The second response entity has the author data embedded in the book data. This will require more bandwith, but will not require subsequent requests.

// Referenced
{
    "title": "Learn Python The Hard Way",
    "publish_date": "2010-05-01",
    "author": {
        "id": 1,
        "url": "http://example.com/author/1"
    }
}

// Embedded
{
    "id": 1,
    "title": "Learn Python The Hard Way",
    "publish_date": "2010-05-01",
    "author": {
        "id": 1,
        "first_name": "Zed",
        "last_name": "Shaw"
        // ...
    }
}

Deciding whether to embed data in another entity can be answered with a simple question:

Is it likely the two entities are represented together in client applications?

Note that embedding resources does not preclude resources from having their own endpoints (as in the first example).

For a large collection of objects, choosing to not embed related resources results in the client needing to potentially make hundreds or thousands additional requests.

It is recommended to use django-preserialize for easily creating custom nested objects. By default, preserialize will recursively embed any local fields and local related objects.

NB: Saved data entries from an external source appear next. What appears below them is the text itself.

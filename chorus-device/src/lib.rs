pub mod output;

#[derive(Debug, derive_more::From)]
pub enum OpenError {
    NoDeviceAvailable,
    NoSupportedConfig,
    SupportedConfigs(cpal::SupportedStreamConfigsError),
    BuildStream(cpal::BuildStreamError),
    StartStream(cpal::PlayStreamError),
    ThreadError,
}

/// Whether a default output device currently exists. Polled by the
/// sink layer to maintain availability state.
pub fn default_output_available() -> bool {
    use cpal::traits::HostTrait;
    cpal::default_host().default_output_device().is_some()
}
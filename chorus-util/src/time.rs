use std::sync::OnceLock;

use nix::sys::time::TimeValLike;
use nix::time::ClockId;

static EPOCH: OnceLock<i64> = OnceLock::new();

fn monotonic_micros() -> i64 {
    let timespec = nix::time::clock_gettime(ClockId::CLOCK_MONOTONIC)
        .expect("clock_gettime(CLOCK_MONOTONIC) failed");

    timespec.num_microseconds()
}

/// Milliseconds since process start, from the monotonic clock. Never
/// decreases and is unaffected by wall clock adjustments.
pub fn now() -> f64 {
    let epoch = *EPOCH.get_or_init(monotonic_micros);
    let micros = monotonic_micros() - epoch;
    micros as f64 / 1000.0
}

#[cfg(test)]
mod tests {
    use super::now;

    #[test]
    fn non_decreasing() {
        let mut prev = now();
        for _ in 0..1000 {
            let t = now();
            assert!(t >= prev);
            prev = t;
        }
    }

    #[test]
    fn sub_millisecond_granularity() {
        let start = now();
        std::thread::sleep(std::time::Duration::from_micros(1500));
        let elapsed = now() - start;
        assert!(elapsed >= 1.0, "elapsed = {elapsed}");
        assert!(elapsed < 1000.0, "elapsed = {elapsed}");
    }
}
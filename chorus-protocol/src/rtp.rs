pub const HEADER_SIZE: usize = 4;

// RTP version 2, present in the first byte of every packet we emit.
const VERSION_BITS: u8 = 0x80;
const EXTENSION_BIT: u8 = 0x10;
const SOURCE_MASK: u8 = 0x0f;
const MARKER_BIT: u8 = 0x80;
const PAYLOAD_MASK: u8 = 0x7f;

#[derive(Debug, Clone, Copy, PartialEq, Eq)]
pub enum PayloadType {
    TimingRequest,
    TimingResponse,
    Sync,
    RangeResend,
    AudioData,
}

impl PayloadType {
    pub fn from_wire(value: u8) -> Option<PayloadType> {
        match value {
            0x52 => Some(PayloadType::TimingRequest),
            0x53 => Some(PayloadType::TimingResponse),
            0x54 => Some(PayloadType::Sync),
            0x55 => Some(PayloadType::RangeResend),
            0x60 => Some(PayloadType::AudioData),
            _ => None,
        }
    }

    pub fn to_wire(self) -> u8 {
        match self {
            PayloadType::TimingRequest => 0x52,
            PayloadType::TimingResponse => 0x53,
            PayloadType::Sync => 0x54,
            PayloadType::RangeResend => 0x55,
            PayloadType::AudioData => 0x60,
        }
    }
}

/// The 4 byte header in front of every packet on the AirPlay data and
/// control sockets. Byte 0 carries the extension bit and the 4 bit
/// source, byte 1 the marker bit and payload type, bytes 2..4 the
/// big-endian sequence number.
#[derive(Debug, Clone, Copy, PartialEq, Eq)]
pub struct RtpHeader {
    pub extension: bool,
    pub source: u8,
    pub marker: bool,
    pub payload_type: PayloadType,
    pub seqnum: u16,
}

impl RtpHeader {
    pub fn new(payload_type: PayloadType, seqnum: u16) -> RtpHeader {
        RtpHeader {
            extension: false,
            source: 0,
            marker: false,
            payload_type,
            seqnum,
        }
    }

    pub fn encode(&self) -> [u8; HEADER_SIZE] {
        let byte0 = VERSION_BITS
            | if self.extension { EXTENSION_BIT } else { 0 }
            | (self.source & SOURCE_MASK);

        let byte1 = if self.marker { MARKER_BIT } else { 0 }
            | self.payload_type.to_wire();

        let seq = self.seqnum.to_be_bytes();
        [byte0, byte1, seq[0], seq[1]]
    }

    /// Returns None for short input or an unknown payload type, both of
    /// which the receive path drops without further ceremony.
    pub fn parse(bytes: &[u8]) -> Option<RtpHeader> {
        if bytes.len() < HEADER_SIZE {
            return None;
        }

        Some(RtpHeader {
            extension: bytes[0] & EXTENSION_BIT != 0,
            source: bytes[0] & SOURCE_MASK,
            marker: bytes[1] & MARKER_BIT != 0,
            payload_type: PayloadType::from_wire(bytes[1] & PAYLOAD_MASK)?,
            seqnum: u16::from_be_bytes([bytes[2], bytes[3]]),
        })
    }
}
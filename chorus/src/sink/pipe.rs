use tokio::sync::{broadcast, oneshot, watch};
use tokio::task::JoinHandle;
use tokio::time::MissedTickBehavior;
use uuid::Uuid;

use crate::peer::{PeerEvent, PeerHandle, PeerState};
use crate::sink::SyncSink;
use crate::source::SourceHandle;

/// The binding record created when a source is piped to a sink.
#[derive(Debug, Clone, Copy, PartialEq)]
pub struct PipeBinding {
    pub source_id: Uuid,
    pub sink_id: Uuid,
    pub started_at: f64,
    pub latency_ms: f64,
}

/// Owns a source-to-sink binding: feeds chunks into the sink, keeps
/// its delay fresh (1 Hz tick, peer delta updates, source updates),
/// and re-emits volume changes to the sink.
pub struct Pipe {
    binding: PipeBinding,
    volume: watch::Sender<f32>,
    stop: Option<oneshot::Sender<()>>,
    task: JoinHandle<()>,
}

impl Pipe {
    pub fn spawn(source: SourceHandle, peer: PeerHandle, sink_id: Uuid, sink: Box<dyn SyncSink>) -> Pipe {
        let info = source.info();
        let binding = PipeBinding {
            source_id: info.id,
            sink_id,
            started_at: info.started_at,
            latency_ms: info.latency_ms,
        };

        let (volume_tx, volume_rx) = watch::channel(1.0f32);
        let (stop_tx, stop_rx) = oneshot::channel();

        let task = tokio::spawn(run(source, peer, sink, volume_rx, stop_rx));

        Pipe {
            binding,
            volume: volume_tx,
            stop: Some(stop_tx),
            task,
        }
    }

    pub fn binding(&self) -> &PipeBinding {
        &self.binding
    }

    pub fn set_volume(&self, volume: f32) {
        let _ = self.volume.send(volume);
    }

    /// Unpipes: detaches every listener and stops the sink.
    pub async fn stop(mut self) {
        if let Some(stop) = self.stop.take() {
            let _ = stop.send(());
        }
        let _ = self.task.await;
    }
}

async fn run(
    mut source: SourceHandle,
    peer: PeerHandle,
    mut sink: Box<dyn SyncSink>,
    mut volume: watch::Receiver<f32>,
    mut stop: oneshot::Receiver<()>,
) {
    let mut events = peer.subscribe();

    let mut tick = tokio::time::interval(std::time::Duration::from_secs(1));
    tick.set_missed_tick_behavior(MissedTickBehavior::Skip);

    loop {
        tokio::select! {
            chunk = source.chunks.recv() => match chunk {
                Some(chunk) => sink.write_chunk(&chunk),
                None => break,
            },

            _ = tick.tick() => sink.resync(),

            event = events.recv() => match event {
                Ok(PeerEvent::TimedeltaUpdated(_)) => sink.resync(),
                Ok(PeerEvent::StateChanged(PeerState::Deleted) | PeerEvent::Destroyed(_)) => break,
                Ok(_) => {}
                Err(broadcast::error::RecvError::Lagged(_)) => {}
                Err(broadcast::error::RecvError::Closed) => break,
            },

            changed = source.info.changed() => match changed {
                Ok(()) => sink.resync(),
                Err(_) => break,
            },

            changed = volume.changed() => match changed {
                Ok(()) => {
                    let level = *volume.borrow();
                    sink.set_volume(level);
                }
                Err(_) => break,
            },

            _ = &mut stop => break,
        }
    }

    sink.stop();
}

from preserialize.serialize import serialize
from library.models import Book

class Author(Resource):
    supported_accept_types = ['application/json']

    def get(self, request):
        data = serialize(Book.objects.all())
        return json.dumps(data)

For a bit more control, the fields to be included or excluded can be specified:

from preserialize.serialize import serialize
from library.models import Book

class Author(Resource):
    supported_accept_types = ['application/json']

    def get(self, request):
        author_template = {
            'fields': ['first_name', 'last_name']
        }

        book_template = {
            'fields': ['id', 'title', 'publish_date', 'author']
            # Define the serialization template for the related author
            'related': {
                'author': author_template,
            }
        }
        data = serialize(Book.objects.all(), **book_template)
        return json.dumps(data)

Philosophy

  • Be pragmatic. Don't attempt to solve the world's problems in a single resource. Each should be written with equal purpose in mind.
  • Keep it simple. Don't concern yourself with the details until you absolutely need to. Setting a plethora of headers will only make things more complicated.
  • Be consistent. If you make use of HATEOAS (and you should), use it everywhere it makes sense. Support the same mimetypes across your service.
  • Keep it visible. Resources should be as visible as possible. Do not obfuscate or overcomplicate how a request is handled, otherwise processing becomes non-deterministic.